As the answer, give a copy of each line below that includes the word "greater".

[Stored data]

__________________________________________________

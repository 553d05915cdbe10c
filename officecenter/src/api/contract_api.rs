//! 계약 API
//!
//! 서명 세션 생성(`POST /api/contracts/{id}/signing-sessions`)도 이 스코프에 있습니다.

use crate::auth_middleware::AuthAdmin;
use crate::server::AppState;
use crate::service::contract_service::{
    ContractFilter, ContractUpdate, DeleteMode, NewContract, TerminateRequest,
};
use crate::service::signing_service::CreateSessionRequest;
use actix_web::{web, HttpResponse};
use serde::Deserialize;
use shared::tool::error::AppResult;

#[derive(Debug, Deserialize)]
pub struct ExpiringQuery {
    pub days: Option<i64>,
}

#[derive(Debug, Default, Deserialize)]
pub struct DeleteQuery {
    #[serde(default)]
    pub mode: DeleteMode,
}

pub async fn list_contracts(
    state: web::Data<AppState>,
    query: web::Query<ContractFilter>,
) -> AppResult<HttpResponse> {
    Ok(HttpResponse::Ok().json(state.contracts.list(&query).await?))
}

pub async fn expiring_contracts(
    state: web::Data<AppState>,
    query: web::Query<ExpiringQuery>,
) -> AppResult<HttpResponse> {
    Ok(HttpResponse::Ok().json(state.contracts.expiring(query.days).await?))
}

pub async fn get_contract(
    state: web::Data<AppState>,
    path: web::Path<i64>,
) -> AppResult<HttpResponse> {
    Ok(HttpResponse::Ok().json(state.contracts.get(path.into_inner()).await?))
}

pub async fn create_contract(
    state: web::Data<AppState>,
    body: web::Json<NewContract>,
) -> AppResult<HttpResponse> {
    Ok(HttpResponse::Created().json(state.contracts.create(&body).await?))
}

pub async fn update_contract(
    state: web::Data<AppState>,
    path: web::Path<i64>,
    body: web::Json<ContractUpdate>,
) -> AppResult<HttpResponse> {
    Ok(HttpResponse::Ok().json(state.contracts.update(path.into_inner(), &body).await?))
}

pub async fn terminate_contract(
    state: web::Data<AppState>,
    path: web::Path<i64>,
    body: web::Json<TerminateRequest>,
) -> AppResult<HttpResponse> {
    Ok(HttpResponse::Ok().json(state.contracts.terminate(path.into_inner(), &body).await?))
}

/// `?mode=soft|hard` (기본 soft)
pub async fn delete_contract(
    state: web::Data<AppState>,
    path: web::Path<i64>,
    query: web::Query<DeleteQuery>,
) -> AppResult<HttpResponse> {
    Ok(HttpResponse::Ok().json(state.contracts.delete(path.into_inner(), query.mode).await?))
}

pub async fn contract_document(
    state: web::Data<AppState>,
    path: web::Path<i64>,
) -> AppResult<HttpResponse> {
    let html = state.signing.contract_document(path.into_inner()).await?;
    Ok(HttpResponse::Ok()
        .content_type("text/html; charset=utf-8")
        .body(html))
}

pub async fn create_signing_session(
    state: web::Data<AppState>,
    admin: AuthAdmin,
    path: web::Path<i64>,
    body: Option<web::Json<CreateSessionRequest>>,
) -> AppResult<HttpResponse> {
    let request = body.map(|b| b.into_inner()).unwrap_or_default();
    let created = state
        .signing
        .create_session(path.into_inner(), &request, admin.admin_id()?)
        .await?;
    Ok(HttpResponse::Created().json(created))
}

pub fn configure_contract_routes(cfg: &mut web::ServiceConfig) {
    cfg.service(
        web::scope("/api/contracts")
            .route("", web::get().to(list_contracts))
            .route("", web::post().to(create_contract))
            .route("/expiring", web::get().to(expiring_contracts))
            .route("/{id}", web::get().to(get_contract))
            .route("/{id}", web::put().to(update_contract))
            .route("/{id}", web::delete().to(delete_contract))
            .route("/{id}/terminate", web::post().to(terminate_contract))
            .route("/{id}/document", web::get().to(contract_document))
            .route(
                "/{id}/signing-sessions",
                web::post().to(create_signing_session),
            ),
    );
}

__________________________________________________

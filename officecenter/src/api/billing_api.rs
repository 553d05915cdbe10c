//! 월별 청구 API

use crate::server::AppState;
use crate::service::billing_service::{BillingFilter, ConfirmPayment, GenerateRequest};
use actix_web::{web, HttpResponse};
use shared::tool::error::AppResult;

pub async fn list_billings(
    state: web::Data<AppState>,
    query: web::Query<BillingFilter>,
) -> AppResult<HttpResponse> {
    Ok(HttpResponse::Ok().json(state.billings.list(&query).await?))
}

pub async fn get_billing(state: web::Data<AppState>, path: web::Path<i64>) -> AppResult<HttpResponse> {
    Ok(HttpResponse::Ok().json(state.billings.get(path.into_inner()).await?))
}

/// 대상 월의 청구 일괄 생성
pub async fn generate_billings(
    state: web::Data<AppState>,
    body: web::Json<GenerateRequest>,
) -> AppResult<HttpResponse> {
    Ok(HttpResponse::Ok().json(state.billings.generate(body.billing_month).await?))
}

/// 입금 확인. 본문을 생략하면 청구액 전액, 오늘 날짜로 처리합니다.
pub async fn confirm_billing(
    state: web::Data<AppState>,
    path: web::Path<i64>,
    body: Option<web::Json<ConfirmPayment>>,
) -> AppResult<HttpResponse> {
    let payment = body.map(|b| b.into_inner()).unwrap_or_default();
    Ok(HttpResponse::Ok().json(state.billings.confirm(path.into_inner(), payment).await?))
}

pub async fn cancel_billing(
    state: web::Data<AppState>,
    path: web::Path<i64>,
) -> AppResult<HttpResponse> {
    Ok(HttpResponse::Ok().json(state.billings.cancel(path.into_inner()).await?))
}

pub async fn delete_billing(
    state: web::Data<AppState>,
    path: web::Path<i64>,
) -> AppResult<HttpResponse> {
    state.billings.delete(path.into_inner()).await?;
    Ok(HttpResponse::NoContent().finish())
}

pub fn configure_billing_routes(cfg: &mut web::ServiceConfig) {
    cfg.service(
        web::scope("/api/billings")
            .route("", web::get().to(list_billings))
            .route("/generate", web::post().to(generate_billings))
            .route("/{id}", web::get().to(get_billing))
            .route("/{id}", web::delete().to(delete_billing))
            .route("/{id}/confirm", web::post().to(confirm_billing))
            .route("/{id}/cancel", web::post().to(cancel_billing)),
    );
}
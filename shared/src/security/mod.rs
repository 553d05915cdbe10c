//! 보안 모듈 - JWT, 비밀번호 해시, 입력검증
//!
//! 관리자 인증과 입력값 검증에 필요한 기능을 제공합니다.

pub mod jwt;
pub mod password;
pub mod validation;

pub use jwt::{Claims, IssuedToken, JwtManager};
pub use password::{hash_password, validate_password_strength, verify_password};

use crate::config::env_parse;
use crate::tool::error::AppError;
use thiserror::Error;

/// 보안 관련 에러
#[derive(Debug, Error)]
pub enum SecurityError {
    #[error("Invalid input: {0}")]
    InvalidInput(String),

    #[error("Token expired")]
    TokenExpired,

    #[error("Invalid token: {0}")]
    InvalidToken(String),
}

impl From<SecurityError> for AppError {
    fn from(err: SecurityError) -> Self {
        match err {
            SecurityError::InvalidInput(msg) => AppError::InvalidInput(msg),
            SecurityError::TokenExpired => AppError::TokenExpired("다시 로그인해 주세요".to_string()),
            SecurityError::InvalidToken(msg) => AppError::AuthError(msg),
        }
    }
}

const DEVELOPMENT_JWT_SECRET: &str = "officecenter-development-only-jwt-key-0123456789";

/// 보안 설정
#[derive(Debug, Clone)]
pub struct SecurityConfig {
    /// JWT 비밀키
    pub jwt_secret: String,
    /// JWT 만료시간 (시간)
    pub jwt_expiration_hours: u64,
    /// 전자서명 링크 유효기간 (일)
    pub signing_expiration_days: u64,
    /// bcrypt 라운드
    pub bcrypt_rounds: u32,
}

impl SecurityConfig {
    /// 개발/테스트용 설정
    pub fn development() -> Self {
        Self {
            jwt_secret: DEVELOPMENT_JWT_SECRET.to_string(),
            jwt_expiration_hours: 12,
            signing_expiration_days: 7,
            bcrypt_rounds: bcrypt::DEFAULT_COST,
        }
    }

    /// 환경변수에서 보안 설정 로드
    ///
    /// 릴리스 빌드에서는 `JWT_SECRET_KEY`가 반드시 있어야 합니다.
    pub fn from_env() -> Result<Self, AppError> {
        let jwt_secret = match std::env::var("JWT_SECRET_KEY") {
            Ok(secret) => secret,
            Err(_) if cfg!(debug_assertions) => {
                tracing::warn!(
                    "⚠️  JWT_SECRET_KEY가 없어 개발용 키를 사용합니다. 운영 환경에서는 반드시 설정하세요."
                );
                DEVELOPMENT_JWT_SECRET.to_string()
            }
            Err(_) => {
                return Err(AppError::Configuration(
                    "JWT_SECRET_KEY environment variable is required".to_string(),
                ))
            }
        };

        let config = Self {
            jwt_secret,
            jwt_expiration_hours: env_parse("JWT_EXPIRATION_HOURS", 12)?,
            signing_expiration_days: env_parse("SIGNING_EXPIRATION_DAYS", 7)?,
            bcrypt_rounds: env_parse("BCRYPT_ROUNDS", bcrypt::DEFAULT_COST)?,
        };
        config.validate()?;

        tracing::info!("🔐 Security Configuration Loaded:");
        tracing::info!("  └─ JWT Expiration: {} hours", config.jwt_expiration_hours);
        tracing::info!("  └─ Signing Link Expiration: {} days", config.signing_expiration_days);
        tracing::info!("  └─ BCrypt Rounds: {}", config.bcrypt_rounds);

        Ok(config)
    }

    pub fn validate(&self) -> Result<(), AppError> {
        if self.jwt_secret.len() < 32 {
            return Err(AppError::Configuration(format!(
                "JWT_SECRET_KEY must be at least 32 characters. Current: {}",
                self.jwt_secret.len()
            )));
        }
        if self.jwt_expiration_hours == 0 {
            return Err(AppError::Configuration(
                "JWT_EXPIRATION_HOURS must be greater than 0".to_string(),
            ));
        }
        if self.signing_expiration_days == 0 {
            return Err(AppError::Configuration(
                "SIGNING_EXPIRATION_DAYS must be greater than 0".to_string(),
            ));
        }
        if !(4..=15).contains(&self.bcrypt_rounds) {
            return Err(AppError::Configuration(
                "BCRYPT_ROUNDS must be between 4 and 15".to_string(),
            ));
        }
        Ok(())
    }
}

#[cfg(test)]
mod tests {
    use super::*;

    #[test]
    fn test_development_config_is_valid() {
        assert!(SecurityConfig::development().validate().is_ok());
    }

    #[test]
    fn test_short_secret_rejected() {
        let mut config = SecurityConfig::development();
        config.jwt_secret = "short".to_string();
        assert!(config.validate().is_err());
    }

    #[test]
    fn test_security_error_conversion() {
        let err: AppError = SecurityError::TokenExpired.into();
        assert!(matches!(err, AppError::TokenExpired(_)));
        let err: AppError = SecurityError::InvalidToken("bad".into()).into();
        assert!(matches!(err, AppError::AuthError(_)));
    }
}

__________________________________________________

• Reply to the task:
                "JWT_EXPIRATION_HOURS must be greater than 0".to_string(),
                "SIGNING_EXPIRATION_DAYS must be greater than 0".to_string(),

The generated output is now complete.